だから、「ダブルケア」になるからといって育児を諦めなくてよかったな、と私は思います。

でも、母のことは大好きとはいえ、それは母が私を愛してくれたし、「娘」としてだろうと「姉」としてだろうとまだ私のことを愛してくれているから。

私の出産日を勘で感じ取ってくれるほどに。

けれど、母が私を愛する人間として認識しなくなる時、あるいは徘徊や排泄の問題が発生し、私の介護の負担があまりにも大きくなったら、その時はまた新しい決断をすることになるんだろうなと考えています。

私にとってまず重要なのは、母の前に「子ども」だからです。

子どもにとって、この生活は負担なのかしらと疑問に思うことがあります。

私自身「もっと構ってあげられなくてごめんね」と毎日のように思うのですが、気にしているかな。飽きているのに毎日3度テレビ電話に出されるのも、嫌なのかな。

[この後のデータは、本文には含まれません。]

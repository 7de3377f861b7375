//! Core errors - error types for the domain layer

use thiserror::Error;

/// Domain layer errors
#[derive(Debug, Clone, PartialEq, Eq, Error)]
pub enum CoreError {
    // =========================================================================
    // Layout Errors
    // =========================================================================
    #[error("Total shard count must be greater than zero")]
    NoShards,

    #[error("Cluster count must be greater than zero")]
    NoClusters,

    #[error("Invalid shard range: first {first} is greater than last {last}")]
    InvalidShardRange { first: u32, last: u32 },

    #[error("Shard {shard_id} is outside the shard count {total}")]
    ShardOutOfRange { shard_id: u32, total: u32 },

    #[error("Cannot split {shards} shards across {clusters} clusters")]
    TooManyClusters { clusters: u32, shards: u32 },

    #[error("Max concurrency must be greater than zero")]
    InvalidConcurrency,

    // =========================================================================
    // Parsing Errors
    // =========================================================================
    #[error("Unknown shard state: {0}")]
    UnknownShardState(String),
}

impl CoreError {
    /// Get an error code string for logs and IPC error payloads
    pub fn code(&self) -> &'static str {
        match self {
            Self::NoShards => "NO_SHARDS",
            Self::NoClusters => "NO_CLUSTERS",
            Self::InvalidShardRange { .. } => "INVALID_SHARD_RANGE",
            Self::ShardOutOfRange { .. } => "SHARD_OUT_OF_RANGE",
            Self::TooManyClusters { .. } => "TOO_MANY_CLUSTERS",
            Self::InvalidConcurrency => "INVALID_CONCURRENCY",
            Self::UnknownShardState(_) => "UNKNOWN_SHARD_STATE",
        }
    }

    /// Check if this error comes from an invalid layout request
    pub fn is_layout(&self) -> bool {
        matches!(
            self,
            Self::NoShards
                | Self::NoClusters
                | Self::InvalidShardRange { .. }
                | Self::ShardOutOfRange { .. }
                | Self::TooManyClusters { .. }
                | Self::InvalidConcurrency
        )
    }
}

いつか、言葉を自由に扱えるようになったら、子どもに聞いてみたいと思います。

「ダブルケア」やりたくなかったし、「介護」自体、他の人にも追い詰められた上でやってもらいたくない大変なものです。

こんな苦労を、自分の子どもにもしてもらいたくない。

自分のこれからの人生をきちんと責任を持って組み立てていき、自分で自分の世話をできるよう、できない様であれば他人に対価を払ってできるように準備をしていきたいと思います。

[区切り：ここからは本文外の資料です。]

impl ClusterOrchestrator {
    pub fn new(
        layout: ClusterLayout,
        config: OrchestratorConfig,
        launcher: Arc<dyn WorkerLauncher>,
        rest: Arc<dyn RestClient>,
    ) -> Arc<Self> {
        let (inbound_tx, inbound_rx) = mpsc::unbounded_channel();
        let events = EventBus::new();

        let supervisors = layout
            .clusters()
            .iter()
            .map(|spec| {
                ProcessSupervisor::new(
                    *spec,
                    layout.cluster_count(),
                    Arc::clone(&launcher),
                    config.supervisor.clone(),
                    inbound_tx.clone(),
                    events.clone(),
                )
            })
            .collect();

        Arc::new(Self {
            queues: QueueRegistry::new(config.queue_expire),
            rest: RestProxy::new(rest, config.rest_cache_ttl),
            layout,
            config,
            supervisors,
            shard_states: DashMap::new(),
            events,
            inbound: Mutex::new(Some(inbound_rx)),
            router: Mutex::new(None),
        })
    }

    /// Build from configuration, querying the gateway for automatic values
    pub async fn from_app_config(
        config: &AppConfig,
        launcher: Arc<dyn WorkerLauncher>,
        rest: Arc<dyn RestClient>,
    ) -> ClusterResult<Arc<Self>> {
        let (layout, max_concurrency) = resolve_layout(&config.sharding, rest.as_ref()).await?;
        tracing::info!(
            total_shards = layout.total_shards(),
            clusters = layout.cluster_count(),
            max_concurrency,
            "Cluster layout computed"
        );
        Ok(Self::new(
            layout,
            OrchestratorConfig::from_app_config(config, max_concurrency),
            launcher,
            rest,
        ))
    }

    pub fn layout(&self) -> &ClusterLayout {
        &self.layout
    }

    pub fn config(&self) -> &OrchestratorConfig {
        &self.config
    }

    pub fn events(&self) -> &EventBus<ClusterEvent> {
        &self.events
    }

    pub fn supervisors(&self) -> &[Arc<ProcessSupervisor>] {
        &self.supervisors
    }

    pub fn supervisor(&self, cluster_id: u32) -> ClusterResult<&Arc<ProcessSupervisor>> {
        self.supervisors
            .get(cluster_id as usize)
            .ok_or(ClusterError::UnknownCluster(cluster_id))
    }

    /// Last state a shard reported, if any
    pub fn shard_state(&self, shard_id: u32) -> Option<ShardState> {
        self.shard_states.get(&shard_id).map(|s| *s)
    }

    /// Start routing worker traffic and spawn every cluster in order
    ///
    /// Each spawn waits for the worker's READY before the next cluster starts.
    pub async fn start(self: &Arc<Self>) -> ClusterResult<()> {
        let inbound = self.inbound.lock().take();
        if let Some(inbound) = inbound {
            let router = tokio::spawn(Self::route_loop(Arc::downgrade(self), inbound));
            *self.router.lock() = Some(router);
        }

        for supervisor in &self.supervisors {
            supervisor.spawn().await?;
        }
        tracing::info!(clusters = self.supervisors.len(), "All clusters spawned");
        Ok(())
    }

    /// Kill every worker and stop routing
    pub async fn shutdown(&self) {
        for supervisor in &self.supervisors {
            supervisor.kill();
        }
        join_all(self.supervisors.iter().map(|s| s.wait_stopped())).await;

        if let Some(router) = self.router.lock().take() {
            router.abort();
        }
        tracing::info!("Cluster shut down");
    }

    /// Restart every cluster, one after another
    pub async fn respawn_all(&self) -> ClusterResult<()> {
        tracing::info!(clusters = self.supervisors.len(), "Respawning all clusters");
        for supervisor in &self.supervisors {
            supervisor.respawn().await?;
        }
        Ok(())
    }

    /// Evaluate `code` on every cluster (or only the owner of `shard`)
    pub async fn broadcast_eval(
        &self,
        code: &str,
        shard: Option<u32>,
    ) -> Vec<Result<Value, RemoteError>> {
        self.gather_eval(code, shard)
            .await
            .into_iter()
            .map(Into::into)
            .collect()
    }

    /// Evaluate `code` on one cluster
    pub async fn eval_on(&self, cluster_id: u32, code: &str) -> ClusterResult<Value> {
        match self.supervisor(cluster_id)?.eval(code, None, None).await? {
            EvalOutcome::Value(value) => Ok(value),
            EvalOutcome::Failed(error) => Err(error.into()),
            EvalOutcome::Ignored => Ok(Value::Null),
        }
    }

    async fn gather_eval(&self, code: &str, shard: Option<u32>) -> Vec<EvalResult> {
        let replies = join_all(
            self.supervisors
                .iter()
                .map(|supervisor| supervisor.eval(code, shard, None)),
        )
        .await;

        replies
            .into_iter()
            .zip(&self.supervisors)
            .filter_map(|(reply, supervisor)| match reply {
                Ok(outcome) => outcome.into_result(),
                Err(e) => {
                    tracing::warn!(cluster_id = supervisor.id(), error = %e, "Evaluation failed");
                    Some(EvalResult::Err {
                        error: e.to_remote(),
                    })
                }
            })
            .collect()
    }

    /// Queue a handshake for `shard_id` on its concurrency group
    ///
    /// The queued task grants the owning worker permission, waits (bounded by the
    /// handshake timeout) for the shard to connect, then holds the group for the
    /// identify spacing.
    pub fn request_identify(&self, shard_id: u32) -> ClusterResult<()> {
        let supervisor = self
            .layout
            .cluster_for_shard(shard_id)
            .and_then(|spec| self.supervisors.get(spec.id as usize))
            .cloned()
            .ok_or(CoreError::ShardOutOfRange {
                shard_id,
                total: self.layout.total_shards(),
            })?;
        let group = concurrency_group(shard_id, self.config.max_concurrency)?;

        let queues = Arc::clone(&self.queues);
        let timeout = self.config.handshake_timeout;
        let spacing = self.config.identify_spacing;

        let task: QueueTask = Box::pin(async move {
            let cluster_id = supervisor.id();
            match supervisor.grant_identify(shard_id, timeout).await {
                Ok(()) => tracing::debug!(cluster_id, shard_id, group, "Shard connected"),
                Err(e) => {
                    tracing::warn!(
                        cluster_id,
                        shard_id,
                        group,
                        error = %e,
                        "Handshake not confirmed"
                    );
                }
            }
            queues.lock(&group, spacing);
        });

        tracing::debug!(shard_id, group, "Handshake queued");
        self.queues.enqueue(&group, task, false);
        Ok(())
    }

    async fn route_loop(this: Weak<Self>, mut inbound: mpsc::UnboundedReceiver<Inbound>) {
        while let Some(inbound) = inbound.recv().await {
            let Some(orchestrator) = this.upgrade() else {
                break;
            };
            orchestrator.route(inbound);
        }
    }

    fn route(self: &Arc<Self>, inbound: Inbound) {
        let Inbound {
            cluster_id,
            message,
        } = inbound;

        match message.op {
            IpcOp::IdentifyRequest => match message.shard {
                Some(shard_id) => {
                    if let Err(e) = self.request_identify(shard_id) {
                        tracing::warn!(
                            cluster_id,
                            shard_id,
                            error = %e,
                            "Rejected handshake request"
                        );
                    }
                }
                None => tracing::warn!(cluster_id, "IDENTIFY_REQUEST without shard"),
            },
            IpcOp::Eval if message.request => match message.payload::<EvalPayload>() {
                Ok(request) => {
                    let this = Arc::clone(self);
                    tokio::spawn(async move { this.answer_broadcast(cluster_id, request).await });
                }
                Err(e) => tracing::warn!(cluster_id, error = %e, "Bad broadcast EVAL request"),
            },
            IpcOp::RestRequest if message.request => match message.payload::<RestPayload>() {
                Ok(request) => {
                    let this = Arc::clone(self);
                    tokio::spawn(async move { this.answer_rest(cluster_id, request).await });
                }
                Err(e) => tracing::warn!(cluster_id, error = %e, "Bad REST request"),
            },
            IpcOp::RespawnAll => {
                let this = Arc::clone(self);
                tokio::spawn(async move {
                    if let Err(e) = this.respawn_all().await {
                        tracing::error!(error = %e, "Respawn of all clusters failed");
                    }
                });
            }
            IpcOp::ShardState => match message.payload::<ShardStatePayload>() {
                Ok(change) => {
                    tracing::debug!(
                        cluster_id,
                        shard_id = change.shard_id,
                        old = %change.old,
                        new = %change.state,
                        "Shard state changed"
                    );
                    self.shard_states.insert(change.shard_id, change.state);
                    self.events.publish(ClusterEvent::ShardState {
                        cluster_id,
                        shard_id: change.shard_id,
                        old: change.old,
                        new: change.state,
                    });
                }
                Err(e) => tracing::warn!(cluster_id, error = %e, "Bad SHARD_STATE payload"),
            },
            IpcOp::Close => match message.payload::<ClosePayload>() {
                Ok(close) => {
                    tracing::info!(
                        cluster_id,
                        shard_id = close.shard_id,
                        code = ?close.code,
                        reason = %close.reason,
                        "Shard closed"
                    );
                    self.events.publish(ClusterEvent::ShardClosed {
                        cluster_id,
                        shard_id: close.shard_id,
                        code: close.code,
                        reason: close.reason,
                    });
                }
                Err(e) => tracing::warn!(cluster_id, error = %e, "Bad CLOSE payload"),
            },
            op => tracing::debug!(cluster_id, op = %op, "Unrouted IPC message"),
        }
    }

    async fn answer_broadcast(&self, cluster_id: u32, request: EvalPayload) {
        let code = request.code.unwrap_or_default();
        let results = self.gather_eval(&code, request.shard).await;
        self.reply(
            cluster_id,
            IpcMessage::with_payload(IpcOp::Eval, &EvalPayload::broadcast(request.nonce, results)),
        );
    }

    async fn answer_rest(&self, cluster_id: u32, request: RestPayload) {
        let outcome = match RestOperation::parse(&request.method, &request.args) {
            Ok(operation) => self.rest.execute(operation).await,
            Err(e) => Err(e),
        };
        if let Err(e) = &outcome {
            tracing::warn!(
                cluster_id,
                method = %request.method,
                error = %e,
                "Proxied REST request failed"
            );
        }

        let reply = RestPayload::reply(request.nonce, outcome.map_err(|e| e.to_remote()));
        self.reply(
            cluster_id,
            IpcMessage::with_payload(IpcOp::RestRequest, &reply),
        );
    }

    fn reply(&self, cluster_id: u32, message: Result<IpcMessage, IpcError>) {
        let sent = message
            .map_err(ClusterError::from)
            .and_then(|message| self.supervisor(cluster_id)?.send(message));
        if let Err(e) = sent {
            tracing::warn!(cluster_id, error = %e, "Failed to deliver reply");
        }
    }
}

きっと、アルツハイマーにならなかったら母も、そうあろうと思ったに違いありません。

でも、そうなってしまったのだから、まぁ、なんとか、できる限り長く一緒に笑顔でいることをがんばりたいと思います。

「ダブルケア」は、人間のやるべきことではなく、仕方なしにやることです。

だから、せめて笑いだけはなんとか保ちたいなと思います。

5,000字を書くのは大変でした。

でも、なんとか超えました。気づいたら、7,000字目前。最後までお読みいただいた方、ありがとうございました。

少しは失笑でもしてもらえたのなら嬉しいです。

無謀なチャレンジ、辛くとも超えると楽しいものですね。ダブルケアもそうありたいものです。